ABOUT THIS EXERCISE -> Below is a listing. Set down exactly the lines from the one containing "self.host.toaster()" through the one containing "violated field constraint.", both ends included, and leave out the rest.

DATA FOR REVIEW ->

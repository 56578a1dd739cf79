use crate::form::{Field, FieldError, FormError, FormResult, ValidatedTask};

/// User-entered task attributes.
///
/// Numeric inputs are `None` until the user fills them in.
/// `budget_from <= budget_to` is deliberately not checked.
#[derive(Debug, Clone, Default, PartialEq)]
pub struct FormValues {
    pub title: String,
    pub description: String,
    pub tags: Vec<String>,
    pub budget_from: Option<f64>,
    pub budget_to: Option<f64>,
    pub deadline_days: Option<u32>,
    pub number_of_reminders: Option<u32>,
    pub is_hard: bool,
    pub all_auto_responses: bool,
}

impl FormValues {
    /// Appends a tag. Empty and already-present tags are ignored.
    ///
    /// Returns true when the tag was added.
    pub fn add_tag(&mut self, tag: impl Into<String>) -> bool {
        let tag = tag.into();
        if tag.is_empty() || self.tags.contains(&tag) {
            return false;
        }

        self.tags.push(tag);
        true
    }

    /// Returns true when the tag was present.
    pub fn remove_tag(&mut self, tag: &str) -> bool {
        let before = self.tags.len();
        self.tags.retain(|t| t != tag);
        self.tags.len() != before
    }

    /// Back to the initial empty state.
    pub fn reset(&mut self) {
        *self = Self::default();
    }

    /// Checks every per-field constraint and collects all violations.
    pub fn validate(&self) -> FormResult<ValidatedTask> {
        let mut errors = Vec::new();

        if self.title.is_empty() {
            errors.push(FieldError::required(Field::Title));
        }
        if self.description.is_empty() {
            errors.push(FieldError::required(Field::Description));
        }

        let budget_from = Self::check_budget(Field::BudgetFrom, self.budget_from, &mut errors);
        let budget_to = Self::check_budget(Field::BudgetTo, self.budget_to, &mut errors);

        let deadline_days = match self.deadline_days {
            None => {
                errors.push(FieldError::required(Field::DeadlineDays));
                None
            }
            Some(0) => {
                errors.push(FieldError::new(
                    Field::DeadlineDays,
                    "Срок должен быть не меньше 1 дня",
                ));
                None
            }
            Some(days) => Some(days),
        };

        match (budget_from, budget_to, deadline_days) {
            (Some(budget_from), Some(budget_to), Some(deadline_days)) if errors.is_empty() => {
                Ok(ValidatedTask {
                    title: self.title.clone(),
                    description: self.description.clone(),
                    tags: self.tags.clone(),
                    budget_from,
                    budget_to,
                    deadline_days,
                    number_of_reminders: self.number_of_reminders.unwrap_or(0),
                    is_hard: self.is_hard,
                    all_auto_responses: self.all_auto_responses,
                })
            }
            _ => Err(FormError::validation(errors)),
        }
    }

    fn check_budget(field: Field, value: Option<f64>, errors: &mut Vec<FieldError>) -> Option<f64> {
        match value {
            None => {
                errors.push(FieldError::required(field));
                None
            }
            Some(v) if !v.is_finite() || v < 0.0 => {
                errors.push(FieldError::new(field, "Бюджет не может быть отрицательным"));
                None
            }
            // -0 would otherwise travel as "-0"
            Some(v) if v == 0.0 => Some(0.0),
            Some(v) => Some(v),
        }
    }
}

---

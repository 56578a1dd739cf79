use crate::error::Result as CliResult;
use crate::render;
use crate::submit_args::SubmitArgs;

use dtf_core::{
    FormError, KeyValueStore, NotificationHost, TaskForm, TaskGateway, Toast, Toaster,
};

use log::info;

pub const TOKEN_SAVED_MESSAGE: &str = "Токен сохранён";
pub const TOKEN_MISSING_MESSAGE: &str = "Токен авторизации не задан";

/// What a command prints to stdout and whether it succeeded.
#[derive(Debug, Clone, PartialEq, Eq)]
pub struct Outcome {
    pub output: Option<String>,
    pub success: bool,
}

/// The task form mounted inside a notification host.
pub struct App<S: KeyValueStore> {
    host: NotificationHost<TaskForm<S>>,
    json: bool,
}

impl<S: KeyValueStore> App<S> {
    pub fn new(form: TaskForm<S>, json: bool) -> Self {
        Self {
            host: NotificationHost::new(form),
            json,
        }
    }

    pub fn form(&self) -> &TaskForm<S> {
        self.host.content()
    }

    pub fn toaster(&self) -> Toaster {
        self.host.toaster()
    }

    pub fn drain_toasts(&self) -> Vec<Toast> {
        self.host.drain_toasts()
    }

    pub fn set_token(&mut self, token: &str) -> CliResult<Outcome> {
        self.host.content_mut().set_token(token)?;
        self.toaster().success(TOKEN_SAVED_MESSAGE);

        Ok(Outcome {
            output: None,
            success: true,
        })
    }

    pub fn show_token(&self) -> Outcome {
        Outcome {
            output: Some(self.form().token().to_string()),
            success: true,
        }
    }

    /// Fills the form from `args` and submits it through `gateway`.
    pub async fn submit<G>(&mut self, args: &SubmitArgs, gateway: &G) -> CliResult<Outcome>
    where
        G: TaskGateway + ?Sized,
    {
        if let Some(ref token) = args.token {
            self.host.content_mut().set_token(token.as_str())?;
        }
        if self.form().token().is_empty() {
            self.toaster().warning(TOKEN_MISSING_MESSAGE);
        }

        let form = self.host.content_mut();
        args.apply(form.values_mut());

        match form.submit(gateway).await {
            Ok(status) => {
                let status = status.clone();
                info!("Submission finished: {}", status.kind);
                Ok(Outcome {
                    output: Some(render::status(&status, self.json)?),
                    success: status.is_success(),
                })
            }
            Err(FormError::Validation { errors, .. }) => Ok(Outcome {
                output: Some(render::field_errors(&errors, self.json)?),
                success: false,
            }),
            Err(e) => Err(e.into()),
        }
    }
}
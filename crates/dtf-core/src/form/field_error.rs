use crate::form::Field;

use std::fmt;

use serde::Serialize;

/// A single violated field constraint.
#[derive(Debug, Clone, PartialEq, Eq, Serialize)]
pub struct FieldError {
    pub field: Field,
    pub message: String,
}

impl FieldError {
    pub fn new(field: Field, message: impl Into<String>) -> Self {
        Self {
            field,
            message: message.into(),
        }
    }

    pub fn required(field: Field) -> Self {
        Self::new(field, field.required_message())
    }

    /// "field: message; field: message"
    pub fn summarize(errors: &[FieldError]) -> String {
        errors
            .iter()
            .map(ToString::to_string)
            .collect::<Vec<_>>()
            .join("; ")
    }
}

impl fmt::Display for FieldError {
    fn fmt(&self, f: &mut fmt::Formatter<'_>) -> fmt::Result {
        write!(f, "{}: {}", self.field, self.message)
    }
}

EXERCISE RESULT ->
        self.host.toaster()
    }

    pub fn drain_toasts(&self) -> Vec<Toast> {
        self.host.drain_toasts()
    }

    pub fn set_token(&mut self, token: &str) -> CliResult<Outcome> {
        self.host.content_mut().set_token(token)?;
        self.toaster().success(TOKEN_SAVED_MESSAGE);

        Ok(Outcome {
            output: None,
            success: true,
        })
    }

    pub fn show_token(&self) -> Outcome {
        Outcome {
            output: Some(self.form().token().to_string()),
            success: true,
        }
    }

    /// Fills the form from `args` and submits it through `gateway`.
    pub async fn submit<G>(&mut self, args: &SubmitArgs, gateway: &G) -> CliResult<Outcome>
    where
        G: TaskGateway + ?Sized,
    {
        if let Some(ref token) = args.token {
            self.host.content_mut().set_token(token.as_str())?;
        }
        if self.form().token().is_empty() {
            self.toaster().warning(TOKEN_MISSING_MESSAGE);
        }

        let form = self.host.content_mut();
        args.apply(form.values_mut());

        match form.submit(gateway).await {
            Ok(status) => {
                let status = status.clone();
                info!("Submission finished: {}", status.kind);
                Ok(Outcome {
                    output: Some(render::status(&status, self.json)?),
                    success: status.is_success(),
                })
            }
            Err(FormError::Validation { errors, .. }) => Ok(Outcome {
                output: Some(render::field_errors(&errors, self.json)?),
                success: false,
            }),
            Err(e) => Err(e.into()),
        }
    }
}
filename crates/dtf-core/src/form/field_error.rs
use crate::form::Field;

use std::fmt;

use serde::Serialize;

/// A single violated field constraint.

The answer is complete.